Soon the brand was covered by LA Times, Vogue Magazine, Time, People, Elle, and Teen Vogue, leading to great publicity for TOMS. Their retail customer base expanded beyond Los Angeles stores and became global; celebrities like Tobey Maguire, Keira Knightley and Scarlett Johansson were spotted around town wearing TOMS.

 

From there on, the brand flourished; in 2009, Mysockie and TOMS received the Secretary of State’s Award of Corporate Excellence (ACE). In 2014, Mycoskie was honoured with an invite by Richard Branson to join The B Team, a group of worldwide leaders that support and promote a better way of doing business. They advocated for the well-being of people and the planet.

 

To date, TOMS has provided more than 35 million pairs of shoes to children in 70 countries across the world. Following the success of this business model, Mycoskie expanded the One for One model to other products as well. In 2011, the company introduced eyewear. While it followed the principle of philanthropy as in the shoe business, it was slightly different in execution.
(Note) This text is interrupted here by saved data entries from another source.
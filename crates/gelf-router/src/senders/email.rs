//! SMTP email sending: `hostport` and `auth` ("user/password", empty
//! disables auth) configuration, built on `lettre`.

use super::{EmailSender, SendError};
use async_trait::async_trait;
use lettre::message::header::ContentType;
use lettre::transport::smtp::authentication::Credentials;
use lettre::{AsyncSmtpTransport, AsyncTransport, Message as LettreMessage, Tokio1Executor};

pub struct SmtpEmailSender {
    transport: AsyncSmtpTransport<Tokio1Executor>,
    from: String,
}

impl SmtpEmailSender {
    /// `hostport` is `host:port` (or `:port` for localhost). `auth` is
    /// `user/password`; an empty string disables SMTP authentication.
    pub fn new(from: String, hostport: &str, auth: &str) -> Result<Self, SendError> {
        let host = hostport.split(':').next().filter(|h| !h.is_empty()).unwrap_or("localhost");

        let mut builder = AsyncSmtpTransport::<Tokio1Executor>::builder_dangerous(host);

        if let Some(port) = hostport.rsplit(':').next().and_then(|p| p.parse::<u16>().ok()) {
            builder = builder.port(port);
        }

        if !auth.is_empty() {
            let (username, password) = auth
                .split_once('/')
                .ok_or_else(|| SendError::Smtp(format!("malformed smtp auth string: {auth}")))?;
            builder = builder.credentials(Credentials::new(username.to_string(), password.to_string()));
        }

        Ok(Self { transport: builder.build(), from })
    }
}

#[async_trait]
impl EmailSender for SmtpEmailSender {
    /// Sends one message with every address in `to` on the `To` header —
    /// a single SMTP submission per alerter fire, not one per recipient.
    async fn send(&self, to: &[String], subject: &str, body: &str) -> Result<(), SendError> {
        if to.is_empty() {
            return Err(SendError::Smtp("email alerter has no recipients".to_string()));
        }

        let mut builder = LettreMessage::builder()
            .from(self.from.parse().map_err(|e| SendError::Smtp(format!("invalid from address: {e}")))?)
            .subject(subject)
            .header(ContentType::TEXT_PLAIN);

        for addr in to {
            builder = builder.to(addr.parse().map_err(|e| SendError::Smtp(format!("invalid to address {addr}: {e}")))?);
        }

        let email = builder.body(body.to_string()).map_err(|e| SendError::Smtp(e.to_string()))?;

        self.transport
            .send(email)
            .await
            .map_err(|e| SendError::Smtp(e.to_string()))?;
        Ok(())
    }
}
Instead of donating a pair of glasses for every pair sold, TOMS would use part of the profit from that sale to save or restore a person’s eyesight in developing countries. To date, TOMS Eyewear has helped restore sight to more than 275,000 people.

 

Mycoskie has a long list of awards and achievements. Harvard’s School of Public Health awarded Mycoskie its Next Generation Award. The award honours individuals under 40 whose leadership and commitment to health as a human right inspires young people to make ‘health for all’ a global priority. In 2016, Mycoskie was awarded the Cannes LionHeart Award for his positive impact through the innovative use of brand power. Additionally, Mycoskie and TOMS have been featured in several publications, including Inc., Time and Fortune.

 

In 2015, Mycoskie founded the Social Entrepreneurship Fund, which invests in innovative and socially conscious companies that exist to create change. To date, the fund has invested in 15 for-profit companies in industries ranging from technology and education to food equality.

 

In conclusion, Mycoskie said, “If you just go out and try to make money by starting a business, you’re going to come up with something that’s just like what everyone else has done. But if you look at the world and see opportunities that can be taken more seriously, then you come up with a great idea.”